_What this task involves_. Each record is to be given again precisely as written.

_Stored data_.
BEGIN

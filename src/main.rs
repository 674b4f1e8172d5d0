//! Othello engine CLI
//!
//! Plays the engine against itself and prints each finished game.

use std::path::PathBuf;

use anyhow::{Context, Result};
use clap::Parser;
use tracing::info;
use tracing_subscriber::EnvFilter;

use othello::{play_game, Agent, Board, EngineConfig, GameRecord, Side, Turn};

#[derive(Parser, Debug)]
#[command(name = "othello")]
#[command(version, about = "Self-play driver for the Othello engine", long_about = None)]
struct Args {
    /// Search depth below each candidate move (overrides the config file)
    #[arg(short, long)]
    depth: Option<u8>,

    /// Number of games to play
    #[arg(short, long, default_value_t = 1)]
    games: usize,

    /// JSON engine configuration
    #[arg(short, long)]
    config: Option<PathBuf>,

    /// Only print warnings and the final tally
    #[arg(short, long)]
    quiet: bool,
}

fn main() -> Result<()> {
    let args = Args::parse();

    let level = if args.quiet { "warn" } else { "info" };
    tracing_subscriber::fmt()
        .with_env_filter(EnvFilter::try_from_default_env().unwrap_or_else(|_| EnvFilter::new(level)))
        .init();

    let mut config = match &args.config {
        Some(path) => EngineConfig::load(path)
            .with_context(|| format!("loading config from {}", path.display()))?,
        None => EngineConfig::default(),
    };
    if let Some(depth) = args.depth {
        config = config.with_depth(depth);
        config.validate()?;
    }
    info!(depth = config.search_depth, games = args.games, "starting self-play");

    let mut black = Agent::with_config(Side::Black, &config)?;
    let mut white = Agent::with_config(Side::White, &config)?;
    let mut tally = [0usize; 3];

    for game in 1..=args.games {
        black.new_game();
        white.new_game();

        let record = play_game(&mut black, &mut white, Board::new())
            .with_context(|| format!("game {game} failed"))?;
        match record.winner {
            Some(Side::Black) => tally[0] += 1,
            Some(Side::White) => tally[1] += 1,
            None => tally[2] += 1,
        }
        if !args.quiet {
            print_game(game, &record);
        }
    }

    println!(
        "Black {} / White {} / Draw {} over {} game(s)",
        tally[0], tally[1], tally[2], args.games
    );
    Ok(())
}

fn print_game(game: usize, record: &GameRecord) {
    println!("--- Game {game} ---");
    let moves: Vec<String> = record
        .turns
        .iter()
        .map(|turn| match turn {
            Turn::Play { mv, .. } => mv.to_string(),
            Turn::Pass(_) => "--".to_string(),
        })
        .collect();
    println!("  Moves: {}", moves.join(" "));
    println!("{}", record.final_board);
    println!(
        "  Black {} - White {}: {}",
        record.black_discs,
        record.white_discs,
        match record.winner {
            Some(side) => format!("{side} wins"),
            None => "draw".to_string(),
        }
    );
}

END

_Task result_.
filename src/main.rs
repository 674b4f1e8172d5d0
//! Othello engine CLI
//!
//! Plays the engine against itself and prints each finished game.

use std::path::PathBuf;

use anyhow::{Context, Result};
use clap::Parser;
use tracing::info;
use tracing_subscriber::EnvFilter;

use othello::{play_game, Agent, Board, EngineConfig, GameRecord, Side, Turn};

#[derive(Parser, Debug)]
#[command(name = "othello")]
#[command(version, about = "Self-play driver for the Othello engine", long_about = None)]
struct Args {
    /// Search depth below each candidate move (overrides the config file)
    #[arg(short, long)]
    depth: Option<u8>,

    /// Number of games to play
    #[arg(short, long, default_value_t = 1)]
    games: usize,

    /// JSON engine configuration
    #[arg(short, long)]
    config: Option<PathBuf>,

    /// Only print warnings and the final tally
    #[arg(short, long)]
    quiet: bool,
}

fn main() -> Result<()> {
    let args = Args::parse();

    let level = if args.quiet { "warn" } else { "info" };
    tracing_subscriber::fmt()
        .with_env_filter(EnvFilter::try_from_default_env().unwrap_or_else(|_| EnvFilter::new(level)))
        .init();

    let mut config = match &args.config {
        Some(path) => EngineConfig::load(path)
            .with_context(|| format!("loading config from {}", path.display()))?,
        None => EngineConfig::default(),
    };
    if let Some(depth) = args.depth {
        config = config.with_depth(depth);
        config.validate()?;
    }
    info!(depth = config.search_depth, games = args.games, "starting self-play");

    let mut black = Agent::with_config(Side::Black, &config)?;
    let mut white = Agent::with_config(Side::White, &config)?;
    let mut tally = [0usize; 3];

    for game in 1..=args.games {
        black.new_game();
        white.new_game();

        let record = play_game(&mut black, &mut white, Board::new())
            .with_context(|| format!("game {game} failed"))?;
        match record.winner {
            Some(Side::Black) => tally[0] += 1,
            Some(Side::White) => tally[1] += 1,
            None => tally[2] += 1,
        }
        if !args.quiet {
            print_game(game, &record);
        }
    }

    println!(
        "Black {} / White {} / Draw {} over {} game(s)",
        tally[0], tally[1], tally[2], args.games
    );
    Ok(())
}

fn print_game(game: usize, record: &GameRecord) {
    println!("--- Game {game} ---");
    let moves: Vec<String> = record
        .turns
        .iter()
        .map(|turn| match turn {
            Turn::Play { mv, .. } => mv.to_string(),
            Turn::Pass(_) => "--".to_string(),
        })
        .collect();
    println!("  Moves: {}", moves.join(" "));
    println!("{}", record.final_board);
    println!(
        "  Black {} - White {}: {}",
        record.black_discs,
        record.white_discs,
        match record.winner {
            Some(side) => format!("{side} wins"),
            None => "draw".to_string(),
        }
    );
}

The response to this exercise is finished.